During the summer of 2019, right before the pandemic, nearly two hundred of America’s top CEOs came together to change the future of work. The Business Roundtable declared that corporations had a new mission: deliver value to customers, invest in employees, deal fairly and ethically with suppliers, and support the communities where their enterprise operates. If the purpose of a corporation has changed — and companies need to be good stewards of people, communities, and the planet — you can’t fulfill that promise if nearly 1.5 million mothers are still missing from the workforce.

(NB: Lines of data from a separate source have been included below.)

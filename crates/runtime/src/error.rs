//! Unified error type surfaced by the runtime API.
//!
//! Wraps repository, bus and content-loading failures so hosts can bubble
//! them up with consistent context. Rejected transactions are not errors at
//! this level: they reach screens as `*Failed` events.
use thiserror::Error;

pub use crate::events::BusError;
pub use crate::repository::RepositoryError;

pub type Result<T> = std::result::Result<T, RuntimeError>;

#[derive(Debug, Error)]
pub enum RuntimeError {
    #[error(transparent)]
    Repository(#[from] RepositoryError),

    #[error(transparent)]
    Bus(#[from] BusError),

    #[error("failed to load catalog content")]
    Content(#[source] anyhow::Error),

    #[error("player state lock was poisoned")]
    StatePoisoned,

    #[error("runtime has already been started")]
    AlreadyStarted,

    #[error("sequence task join failed")]
    SequenceJoin(#[source] tokio::task::JoinError),
}
//! Runtime wrappers around static catalog oracles.
//!
//! These implementations expose `menu-core` oracle traits and bundle them
//! into an [`OracleManager`] so services can build [`Catalog`] views on
//! demand. Catalog data is immutable at runtime; player state lives in the
//! game-data service.
mod characters;
mod equipment;
mod levels;
mod mail;
mod shop;

use std::sync::Arc;

use menu_content::CatalogData;
use menu_core::Catalog;

pub use characters::CharacterOracleImpl;
pub use equipment::EquipmentOracleImpl;
pub use levels::{ChatOracleImpl, LevelOracleImpl};
pub use mail::MailOracleImpl;
pub use shop::ShopOracleImpl;

/// Manages all oracle implementations and provides unified access
#[derive(Clone, Debug)]
pub struct OracleManager {
    pub(crate) shop: Arc<ShopOracleImpl>,
    pub(crate) equipment: Arc<EquipmentOracleImpl>,
    pub(crate) characters: Arc<CharacterOracleImpl>,
    pub(crate) mail: Arc<MailOracleImpl>,
    pub(crate) levels: Arc<LevelOracleImpl>,
    pub(crate) chat: Arc<ChatOracleImpl>,
}

impl OracleManager {
    pub fn new(
        shop: Arc<ShopOracleImpl>,
        equipment: Arc<EquipmentOracleImpl>,
        characters: Arc<CharacterOracleImpl>,
        mail: Arc<MailOracleImpl>,
        levels: Arc<LevelOracleImpl>,
        chat: Arc<ChatOracleImpl>,
    ) -> Self {
        Self {
            shop,
            equipment,
            characters,
            mail,
            levels,
            chat,
        }
    }

    /// Builds every oracle from loaded catalog tables.
    ///
    /// Dangling equipment references are logged and left in place; the
    /// affected rewards and default gear are skipped at use.
    pub fn from_catalog_data(data: CatalogData) -> Self {
        let dangling = data.dangling_equipment();
        if !dangling.is_empty() {
            tracing::warn!(count = dangling.len(), "catalog has dangling equipment references");
        }

        Self::new(
            Arc::new(ShopOracleImpl::new(data.shop_items)),
            Arc::new(EquipmentOracleImpl::new(data.equipment)),
            Arc::new(CharacterOracleImpl::new(data.characters)),
            Arc::new(MailOracleImpl::new(data.mail)),
            Arc::new(LevelOracleImpl::new(data.levels)),
            Arc::new(ChatOracleImpl::new(data.chat)),
        )
    }

    /// Borrowed catalog view handed to the economy engine.
    pub fn as_catalog(&self) -> Catalog<'_> {
        Catalog::with_all(
            self.shop.as_ref(),
            self.equipment.as_ref(),
            self.characters.as_ref(),
            self.mail.as_ref(),
            self.levels.as_ref(),
            self.chat.as_ref(),
        )
    }

    pub fn chat(&self) -> &ChatOracleImpl {
        &self.chat
    }
}

#[cfg(test)]
mod tests {
    use menu_core::{ChatOracle, ShopItemId, ShopOracle};

    use super::*;

    #[test]
    fn builtin_catalog_is_reachable() {
        let data = menu_content::builtin::catalog().unwrap();
        let expected_items = data.shop_items.len();
        let oracles = OracleManager::from_catalog_data(data);
        let catalog = oracles.as_catalog();

        let shop = catalog.shop().unwrap();
        assert_eq!(shop.all_shop_items().len(), expected_items);
        assert!(shop.shop_item(ShopItemId(1)).is_some());
        assert!(!oracles.chat().chat_lines().is_empty());
    }

    #[test]
    fn listings_are_ordered_by_id() {
        let data = menu_content::builtin::catalog().unwrap();
        let oracles = OracleManager::from_catalog_data(data);
        let ids: Vec<_> = oracles.shop.all_shop_items().iter().map(|i| i.id).collect();
        let mut sorted = ids.clone();
        sorted.sort();
        assert_eq!(ids, sorted);
    }
}
use std::fmt;

macro_rules! catalog_id {
    ($(#[$meta:meta])* $name:ident) => {
        $(#[$meta])*
        #[derive(Clone, Copy, Debug, PartialEq, Eq, PartialOrd, Ord, Hash, Default)]
        #[cfg_attr(feature = "serde", derive(serde::Serialize, serde::Deserialize))]
        #[cfg_attr(feature = "serde", serde(transparent))]
        pub struct $name(pub u32);

        impl $name {
            pub const fn new(value: u32) -> Self {
                Self(value)
            }

            pub const fn get(self) -> u32 {
                self.0
            }
        }

        impl fmt::Display for $name {
            fn fmt(&self, f: &mut fmt::Formatter<'_>) -> fmt::Result {
                write!(f, "#{}", self.0)
            }
        }
    };
}

catalog_id!(
    /// Stable identifier of a shop listing.
    ShopItemId
);
catalog_id!(
    /// Stable identifier of an equipment piece. Equipment is unique: each id
    /// names one physical item that at most one character can wear.
    EquipmentId
);
catalog_id!(
    /// Stable identifier of a playable character.
    CharacterId
);
catalog_id!(
    /// Stable identifier of a mail message.
    MessageId
);
catalog_id!(
    /// Stable identifier of a gameplay level.
    LevelId
);
//! Equipment catalog loader.

use std::path::Path;

use menu_core::EquipmentDefinition;
use serde::{Deserialize, Serialize};

use crate::loaders::{LoadResult, ensure_unique_ids, parse_ron, read_file};

/// Equipment catalog structure for RON files.
#[derive(Debug, Clone, Serialize, Deserialize)]
pub struct EquipmentCatalog {
    pub equipment: Vec<EquipmentDefinition>,
}

/// Loader for equipment from RON files.
pub struct EquipmentLoader;

impl EquipmentLoader {
    pub fn load(path: &Path) -> LoadResult<Vec<EquipmentDefinition>> {
        Self::parse(&read_file(path)?)
    }

    pub fn parse(content: &str) -> LoadResult<Vec<EquipmentDefinition>> {
        let catalog: EquipmentCatalog = parse_ron(content, "equipment catalog")?;
        ensure_unique_ids(&catalog.equipment, |piece| piece.id, "equipment")?;
        Ok(catalog.equipment)
    }
}
//! In-memory StateRepository implementation for tests and local runs.

use std::sync::RwLock;

use menu_core::PlayerState;

use crate::repository::{RepositoryError, Result, StateRepository};

/// Keeps the saved document in memory; nothing survives the process.
#[derive(Debug, Default)]
pub struct InMemoryStateRepo {
    state: RwLock<Option<PlayerState>>,
}

impl InMemoryStateRepo {
    pub fn new() -> Self {
        Self::default()
    }

    pub fn with_state(state: PlayerState) -> Self {
        Self {
            state: RwLock::new(Some(state)),
        }
    }
}

impl StateRepository for InMemoryStateRepo {
    fn save(&self, state: &PlayerState) -> Result<()> {
        let mut slot = self
            .state
            .write()
            .map_err(|_| RepositoryError::LockPoisoned)?;
        *slot = Some(state.clone());
        Ok(())
    }

    fn load(&self) -> Result<Option<PlayerState>> {
        let slot = self
            .state
            .read()
            .map_err(|_| RepositoryError::LockPoisoned)?;
        Ok(slot.clone())
    }

    fn exists(&self) -> bool {
        self.state.read().map(|slot| slot.is_some()).unwrap_or(false)
    }

    fn delete(&self) -> Result<()> {
        let mut slot = self
            .state
            .write()
            .map_err(|_| RepositoryError::LockPoisoned)?;
        *slot = None;
        Ok(())
    }
}

#[cfg(test)]
mod tests {
    use super::*;

    #[test]
    fn starts_empty() {
        let repo = InMemoryStateRepo::new();
        assert!(!repo.exists());
        assert_eq!(repo.load().unwrap(), None);
    }

    #[test]
    fn save_replaces_document() {
        let repo = InMemoryStateRepo::with_state(PlayerState::default());
        let mut next = PlayerState::default();
        next.currencies.gold = 9;

        repo.save(&next).unwrap();
        assert_eq!(repo.load().unwrap(), Some(next));

        repo.delete().unwrap();
        assert!(!repo.exists());
    }
}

Unfortunately, executive leaders like to say one thing to the public and behave another way in private. Billionaires around the world added $4 trillion to their wealth during the pandemic. According to Oxfam, billionaires have more wealth than the 4.6 billion people who make up 60 percent of the planet’s population. COVID continues to drive those numbers in favor of the ultra-wealthy. Meanwhile, only four cents in every dollar of tax revenue comes from taxes on the wealthiest among us.
If companies don’t accept responsibility for their role in creating a national employment gap, politicians will notice. It seems easier to proactively tackle this issue on your terms than being hauled before Congress. As Mark Zuckerberg can testify, hearings aren’t cool.
YES, WE NEED TO HIRE WOMEN BACK ASAP
As a longtime human resources leader and executive coach, I believe there’s only one way to fix the employment gap and help working women: hire them back. Think it can’t be done? Accenture took the lead and is committed to hiring moms back ASAP.
If a company like Accenture can partner with local non-profits and take the plunge, what’s your excuse? Hire these women back. Do this tomorrow, without delay, and with an apology to all working women and families for your role in this national crisis. Hiring women back to work isn’t just the moral and ethical thing to do. It’s the most economically feasible way to bring seasoned workers back quickly and address the forthcoming talent shortage.
But my advice is to move quickly and hire women back before they take one look at the post-COVID job market, remember what it was like to be cast aside for the common interests of men, and decide to never come back at all.